I often remind audiences when I discuss my book that we, as a nation, are still congratulating ourselves for standing up to despots during World War II, with a new movie and streaming series seemingly every year. For the past eight decades or so, that view hasn’t just been emotional. By and large, and with exceptions certainly, it has been established US policy, in part as an expression of US values but also as central to the pursuit of US strategic interests. This election presented the country with a choice as to whether it wants to stay that course or take a new direction.

Again, the status quo is full of dangers. The direction of competition among the great powers was already frightening. However, current and former US commanders and the leaders of America’s closest allies believe the “America First” approach has its own dangers. It is not, in fact, a new approach.
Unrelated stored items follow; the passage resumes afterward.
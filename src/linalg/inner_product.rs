//! Pattern-once computation of the symmetric product `AᵀA`.
//!
//! `InnerProductBuilder` inspects the block structure of a block-sparse `A`
//! once, allocates a compressed-row matrix holding one triangle of `AᵀA`, and
//! records for every product of two cells where in that matrix the block
//! product lands. Subsequent [`compute`](InnerProductBuilder::compute) calls
//! only multiply dense blocks and scatter them through the recorded offsets,
//! which is the hot path of every Gauss-Newton / Levenberg-Marquardt step.
//!
//! A row block with cells `c_0 .. c_k` contributes `c_iᵀ·c_j` to block
//! `(c_i.block_id, c_j.block_id)` of the product. Several row blocks
//! usually contribute to the same block; these duplicate terms share a
//! single offset and are summed in row-block order.
//!
//! The result is triangular at the scalar level: blocks on the block
//! diagonal only keep their lower (or upper) half, so scalar rows inside one
//! block row have different lengths.

use tracing::debug;

use super::{LinAlgError, LinAlgResult};
use crate::matrix::{Block, BlockSparseMatrix, CompressedRowSparseMatrix, StorageType};

/// Contribution of one cell pair to block `(row, col)` of the product.
///
/// `index` is the position of the pair in the enumeration order used by
/// [`InnerProductBuilder::compute`]; it breaks ties so the sort is total.
#[derive(Debug, Clone, Copy, PartialEq, Eq, PartialOrd, Ord)]
struct ProductTerm {
    row: usize,
    col: usize,
    index: usize,
}

pub struct InnerProductBuilder {
    result: CompressedRowSparseMatrix,
    /// Value offset of the first scalar row of every product term's block,
    /// indexed by `ProductTerm::index`
    result_offsets: Vec<usize>,
    start_row_block: usize,
    end_row_block: usize,
    storage_type: StorageType,
}

impl InnerProductBuilder {
    /// Builder for the product over all row blocks of `m`.
    pub fn new(m: &BlockSparseMatrix, storage_type: StorageType) -> LinAlgResult<Self> {
        Self::new_for_row_range(m, 0, m.num_row_blocks(), storage_type)
    }

    /// Builder for the product restricted to row blocks `start_row_block..end_row_block`.
    ///
    /// Only the triangle named by `storage_type` is computed.
    pub fn new_for_row_range(
        m: &BlockSparseMatrix,
        start_row_block: usize,
        end_row_block: usize,
        storage_type: StorageType,
    ) -> LinAlgResult<Self> {
        if m.num_nonzeros() == 0 {
            return Err(LinAlgError::InvalidInput(
                "inner product of a matrix without non-zeros".into(),
            ));
        }
        if !storage_type.is_symmetric() {
            return Err(LinAlgError::InvalidInput(format!(
                "inner product must be stored as a triangle, got {storage_type:?}"
            )));
        }
        if start_row_block >= end_row_block || end_row_block > m.num_row_blocks() {
            return Err(LinAlgError::InvalidInput(format!(
                "row block range {start_row_block}..{end_row_block} is invalid for {} row blocks",
                m.num_row_blocks()
            )));
        }

        let mut builder = Self {
            result: CompressedRowSparseMatrix::new(0, 0, 0),
            result_offsets: Vec::new(),
            start_row_block,
            end_row_block,
            storage_type,
        };
        builder.init(m);
        Ok(builder)
    }

    fn init(&mut self, m: &BlockSparseMatrix) {
        let bs = m.block_structure();
        let col_blocks = &bs.cols;

        let mut terms = Vec::new();
        for row in &bs.rows[self.start_row_block..self.end_row_block] {
            for (i, c1) in row.cells.iter().enumerate() {
                let (begin, end) = paired_cells(self.storage_type, i, row.cells.len());
                for c2 in &row.cells[begin..end] {
                    terms.push(ProductTerm {
                        row: c1.block_id,
                        col: c2.block_id,
                        index: terms.len(),
                    });
                }
            }
        }
        terms.sort_unstable();

        let row_block_width = compute_row_block_widths(&terms, col_blocks);
        let num_cols = m.num_cols();

        // Scalar row j of a block row of size s and width w holds w - s
        // off-diagonal columns plus j + 1 (lower) or s - j (upper) columns of
        // the diagonal block.
        let mut row_lengths = Vec::with_capacity(num_cols);
        for (block, &width) in col_blocks.iter().zip(&row_block_width) {
            for j in 0..block.size {
                row_lengths.push(match (width, self.storage_type) {
                    (0, _) => 0,
                    (_, StorageType::UpperTriangular) => width - j,
                    _ => width - block.size + j + 1,
                });
            }
        }
        let num_nonzeros = row_lengths.iter().sum();

        let mut result = CompressedRowSparseMatrix::new(num_cols, num_cols, num_nonzeros);
        result.set_storage_type(self.storage_type);
        *result.mut_row_blocks() = col_blocks.clone();
        *result.mut_col_blocks() = col_blocks.clone();
        let rows = result.mut_rows();
        for (k, length) in row_lengths.iter().enumerate() {
            rows[k + 1] = rows[k] + length;
        }

        let mut result_offsets = vec![0; terms.len()];
        let (rows, cols) = result.rows_and_mut_cols();
        let mut col_nnz = 0;
        for (i, term) in terms.iter().enumerate() {
            if i > 0 {
                let previous = terms[i - 1];
                if previous.row == term.row && previous.col == term.col {
                    result_offsets[term.index] = result_offsets[previous.index];
                    continue;
                }
                if previous.row == term.row {
                    col_nnz += col_blocks[previous.col].size;
                } else {
                    col_nnz = 0;
                }
            }
            fill_column_block(
                term,
                col_nnz,
                self.storage_type,
                col_blocks,
                rows,
                cols,
                &mut result_offsets,
            );
        }

        debug!(
            "Inner product structure: {} terms over {} row blocks, {}x{} {:?} result with {} non-zeros",
            terms.len(),
            self.end_row_block - self.start_row_block,
            num_cols,
            num_cols,
            self.storage_type,
            num_nonzeros
        );

        self.result = result;
        self.result_offsets = result_offsets;
    }

    /// Recomputes the values of the product from the current values of `m`.
    ///
    /// `m` must have the block structure the builder was created with.
    ///
    /// # Panics
    /// Panics if the number of cell pairs in `m` differs from the number
    /// recorded at construction.
    pub fn compute(&mut self, m: &BlockSparseMatrix) {
        let bs = m.block_structure();
        let col_blocks = &bs.cols;
        assert_eq!(
            m.num_cols(),
            self.result.num_cols(),
            "matrix does not match the inner product structure"
        );

        let storage_type = self.storage_type;
        let upper = storage_type == StorageType::UpperTriangular;
        self.result.set_zero();
        let (rows, values) = self.result.rows_and_mut_values();

        let mut cursor = 0;
        for row in &bs.rows[self.start_row_block..self.end_row_block] {
            let num_row_block_rows = row.block.size;
            for (i, c1) in row.cells.iter().enumerate() {
                let c1_block = col_blocks[c1.block_id];
                let a1 = m.cell_values(c1, num_row_block_rows);
                let (begin, end) = paired_cells(storage_type, i, row.cells.len());

                for c2 in &row.cells[begin..end] {
                    let c2_size = col_blocks[c2.block_id].size;
                    let a2 = m.cell_values(c2, num_row_block_rows);
                    let diagonal = c1.block_id == c2.block_id;
                    let offset = self.result_offsets[cursor];
                    cursor += 1;

                    // C[r, c] += Σ_k a1[k, r] · a2[k, c]
                    for r in 0..c1_block.size {
                        let (c_begin, c_end) = match (diagonal, upper) {
                            (false, _) => (0, c2_size),
                            (true, false) => (0, r + 1),
                            (true, true) => (r, c2_size),
                        };
                        let row_start = offset + rows[c1_block.position + r]
                            - rows[c1_block.position]
                            - if upper { r } else { 0 };
                        let out = &mut values[row_start + c_begin..row_start + c_end];
                        for k in 0..num_row_block_rows {
                            let a1_kr = a1[k * c1_block.size + r];
                            let a2_row = &a2[k * c2_size + c_begin..k * c2_size + c_end];
                            for (o, &a2_kc) in out.iter_mut().zip(a2_row) {
                                *o += a1_kr * a2_kc;
                            }
                        }
                    }
                }
            }
        }

        assert_eq!(
            cursor,
            self.result_offsets.len(),
            "number of product terms changed since the inner product was built"
        );
    }

    pub fn matrix(&self) -> &CompressedRowSparseMatrix {
        &self.result
    }

    /// Mutable access to the product, e.g. to add a diagonal in place.
    /// The pattern must not be changed.
    pub fn mut_matrix(&mut self) -> &mut CompressedRowSparseMatrix {
        &mut self.result
    }

    pub fn storage_type(&self) -> StorageType {
        self.storage_type
    }

    /// Number of cell pairs multiplied by every `compute` call.
    pub fn num_product_terms(&self) -> usize {
        self.result_offsets.len()
    }
}

/// Index range into a row block's cells paired with cell `i`.
fn paired_cells(storage_type: StorageType, i: usize, num_cells: usize) -> (usize, usize) {
    match storage_type {
        StorageType::UpperTriangular => (i, num_cells),
        _ => (0, i + 1),
    }
}

/// Sum of the widths of the distinct column blocks in every block row of the
/// product, diagonal block included. `terms` must be sorted.
fn compute_row_block_widths(terms: &[ProductTerm], col_blocks: &[Block]) -> Vec<usize> {
    let mut row_block_width = vec![0; col_blocks.len()];
    let Some(first) = terms.first() else {
        return row_block_width;
    };

    row_block_width[first.row] = col_blocks[first.col].size;
    for pair in terms.windows(2) {
        let (previous, current) = (pair[0], pair[1]);
        if current.row != previous.row || current.col != previous.col {
            row_block_width[current.row] += col_blocks[current.col].size;
        }
    }
    row_block_width
}

/// Records the value offset of `term` and writes the column indices of its
/// block into every scalar row of the block row.
///
/// `col_nnz` is the combined width of the blocks to the left of `term` in its
/// block row. In upper storage the diagonal block comes first and loses `j`
/// columns in scalar row `j`, which shifts every block of that row left.
fn fill_column_block(
    term: &ProductTerm,
    col_nnz: usize,
    storage_type: StorageType,
    col_blocks: &[Block],
    rows: &[usize],
    cols: &mut [usize],
    result_offsets: &mut [usize],
) {
    let row_block = col_blocks[term.row];
    let col_block = col_blocks[term.col];
    let upper = storage_type == StorageType::UpperTriangular;
    let diagonal = term.row == term.col;

    result_offsets[term.index] = rows[row_block.position] + col_nnz;

    for j in 0..row_block.size {
        let (c_begin, c_end) = match (diagonal, upper) {
            (false, _) => (0, col_block.size),
            (true, false) => (0, j + 1),
            (true, true) => (j, col_block.size),
        };
        let row_start = rows[row_block.position + j] + col_nnz - if upper { j } else { 0 };
        for c in c_begin..c_end {
            cols[row_start + c] = col_block.position + c;
        }
    }
}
Today’s rhetoric mimics the country’s isolationists pre-World War II. America decided then that retreating behind the ramparts of the home front was impossible.

One final note: With the new technologies of today, from expanding nuclear arsenals to cyberattacks to space weapons to drones to AI, and global challenges such as climate change and refugee flows, ignoring the world beyond America’s shores is even less possible than it was in 1939. President-elect Trump’s early personnel moves demonstrate he is ready to test that assumption.